Another focus of the book is climate change and the reduction of greenhouse gases. Stonyfield is mainly in the yogurt business. That means its product depends on cows, which are notorious producers of methane, a greenhouse gas thirty times as potent as carbon dioxide. Interestingly, field-fed cows apparently produce less methane than corn-fed cows in feedlots. But the largest ways businesses like Stonyfield are reducing their gaseous carbon production is by switching to alternative energy sources such as wind and solar. While they presently use "offsets" paid to wind generation companies as one large resource shifter, Stonyfield is working toward as much energy independence as physics and economics will allow.
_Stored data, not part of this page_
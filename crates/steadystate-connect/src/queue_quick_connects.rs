//! Quick connects associated with a queue
//!
//! The desired set of quick connect ids is kept in sync with the queue's
//! association list. Neither the queue nor the quick connects are ever
//! created or deleted here.

use crate::api::ConnectApi;
use crate::error::Classify;
use crate::{key_parts, required};
use async_trait::async_trait;
use steadystate_core::{
    Change, ChangeKind, ChangeSet, CoreError, IdentityCodec, Resource, ResourceData, Result,
    collect_all, membership_delta, paginate,
};

const IDENTITY: IdentityCodec = IdentityCodec::new(",", &["instanceID", "queueID"]);

#[derive(Debug, Clone, PartialEq, Eq)]
pub struct QueueAssociation {
    pub instance_id: String,
    pub queue_id: String,

    /// Sorted, deduplicated
    pub quick_connect_ids: Vec<String>,
}

#[derive(Debug, Clone, PartialEq, Eq)]
pub enum QueueCall {
    Associate(Vec<String>),
    Disassociate(Vec<String>),
}

pub struct QueueQuickConnects;

#[async_trait]
impl Resource for QueueQuickConnects {
    type Client = dyn ConnectApi;
    type Desired = QueueAssociation;
    /// Sorted ids of the associated quick connects
    type Observed = Vec<String>;
    type Call = QueueCall;

    fn type_name(&self) -> &'static str {
        "connect_queue_quick_connects"
    }

    fn identity(&self) -> IdentityCodec {
        IDENTITY
    }

    fn force_new_fields(&self) -> &'static [&'static str] {
        &["instance_id", "queue_id"]
    }

    fn expand(&self, data: &ResourceData) -> Result<QueueAssociation> {
        let mut ids: Vec<String> = data.get("quick_connect_ids")?;
        ids.retain(|id| !id.trim().is_empty());
        ids.sort();
        ids.dedup();
        if ids.is_empty() {
            return Err(CoreError::validation(
                "connect_queue_quick_connects: quick_connect_ids must contain at least one id",
            ));
        }

        Ok(QueueAssociation {
            instance_id: required(data, "instance_id")?,
            queue_id: required(data, "queue_id")?,
            quick_connect_ids: ids,
        })
    }

    async fn create(&self, client: &Self::Client, desired: &QueueAssociation) -> Result<Vec<String>> {
        let key = vec![desired.instance_id.clone(), desired.queue_id.clone()];
        client
            .associate_queue_quick_connects(
                &desired.instance_id,
                &desired.queue_id,
                &desired.quick_connect_ids,
            )
            .await
            .classify("AssociateQueueQuickConnects", &IDENTITY.encode(&key))?;
        Ok(key)
    }

    async fn find(&self, client: &Self::Client, key: &[String]) -> Result<Vec<String>> {
        let [instance_id, queue_id] = key_parts::<2>(key)?;
        let token = IDENTITY.encode(key);
        let token = token.as_str();

        let summaries = collect_all(paginate(move |next| async move {
            client
                .list_queue_quick_connects(instance_id, queue_id, next)
                .await
                .classify("ListQueueQuickConnects", token)
        }))
        .await?;

        // Every id is gone: the association no longer exists
        if summaries.is_empty() {
            return Err(CoreError::not_found(format!(
                "quick connects of queue {} in instance {}",
                queue_id, instance_id
            )));
        }

        let mut ids: Vec<String> = summaries.into_iter().map(|s| s.id).collect();
        ids.sort();
        Ok(ids)
    }

    fn created(&self, desired: &QueueAssociation, observed: &Vec<String>) -> bool {
        desired
            .quick_connect_ids
            .iter()
            .all(|id| observed.contains(id))
    }

    fn plan(&self, desired: &QueueAssociation, observed: &Vec<String>) -> Result<ChangeSet<QueueCall>> {
        let (to_add, to_remove) = membership_delta(&desired.quick_connect_ids, observed);

        let mut changes = ChangeSet::empty();
        if !to_add.is_empty() {
            changes.push(
                Change::new(
                    ChangeKind::Add,
                    "AssociateQueueQuickConnects",
                    QueueCall::Associate(to_add),
                )
                .with_fields(["quick_connect_ids"]),
            );
        }
        if !to_remove.is_empty() {
            changes.push(
                Change::new(
                    ChangeKind::Remove,
                    "DisassociateQueueQuickConnects",
                    QueueCall::Disassociate(to_remove),
                )
                .with_fields(["quick_connect_ids"]),
            );
        }
        Ok(changes)
    }

    async fn apply(&self, client: &Self::Client, key: &[String], call: &QueueCall) -> Result<()> {
        let [instance_id, queue_id] = key_parts::<2>(key)?;
        let token = IDENTITY.encode(key);
        match call {
            QueueCall::Associate(ids) => client
                .associate_queue_quick_connects(instance_id, queue_id, ids)
                .await
                .classify("AssociateQueueQuickConnects", &token),
            QueueCall::Disassociate(ids) => client
                .disassociate_queue_quick_connects(instance_id, queue_id, ids)
                .await
                .classify("DisassociateQueueQuickConnects", &token),
        }
    }

    fn converged(&self, desired: &QueueAssociation, observed: &Vec<String>) -> bool {
        desired.quick_connect_ids == *observed
    }

    async fn delete(
        &self,
        client: &Self::Client,
        key: &[String],
        desired: &QueueAssociation,
    ) -> Result<()> {
        let [instance_id, queue_id] = key_parts::<2>(key)?;
        client
            .disassociate_queue_quick_connects(instance_id, queue_id, &desired.quick_connect_ids)
            .await
            .classify("DisassociateQueueQuickConnects", &IDENTITY.encode(key))
    }

    fn flatten(&self, key: &[String], observed: &Vec<String>, data: &mut ResourceData) -> Result<()> {
        let [instance_id, queue_id] = key_parts::<2>(key)?;
        data.set("instance_id", instance_id)?;
        data.set("queue_id", queue_id)?;
        data.set("quick_connect_ids", observed)
    }
}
Throughout the book, to make his points stick, the author introduces us to other companies that are making things better while making money, companies such as Timberland Shoes, Wal-Mart (becoming a leader in reducing total energy use), and Terracycle. This last is most intriguing. Their main products are made from waste, such as a plant food made from worm poop (their term); the worms are fed garbage. Worm poop "tea" won't burn your plants, even if you water with it (you don't need to).
For a concentrated source of organic foods and products, Organic Valley is a good place to begin. It is a bit harder to find a central source for sustainable products, as the range of products is quite a bit wider. The author doesn't mention one, and a bit of Googling finds the hits for "sustainable products" dominated by an educational enterprise.
CE-Yo Hirshberg is an optimist, and closes his book with an account of what he hopes to see in just twenty years, if the ideas he and his friends are promoting become widespread. One item he glosses over is population. No matter how much we promote organic, eco-friendly, sustainable businesses in the West, we are still faced with a 9-billion-person planet forty years down the road. Food use has already begun to outstrip food supply in just the last two or three years, and that's with 6.5 billion to feed. Unless we learn to double the efficiency of food production, there will never be nine billion, because starvation will increase dramatically.
I am very favorable to the ideas found in Stirring it Up. To them we need to add a genuine motivation for people to stop having so many kids (widespread, free education can go a long way here. Educated people have smaller families). I just hope they can spread far enough, fast enough to rescue civilization before food wars and water wars sweep the planet nearly clean of human life. My son is my optimistic vote for the future of humanity. But I tremble for what he is likely to see before he is my age.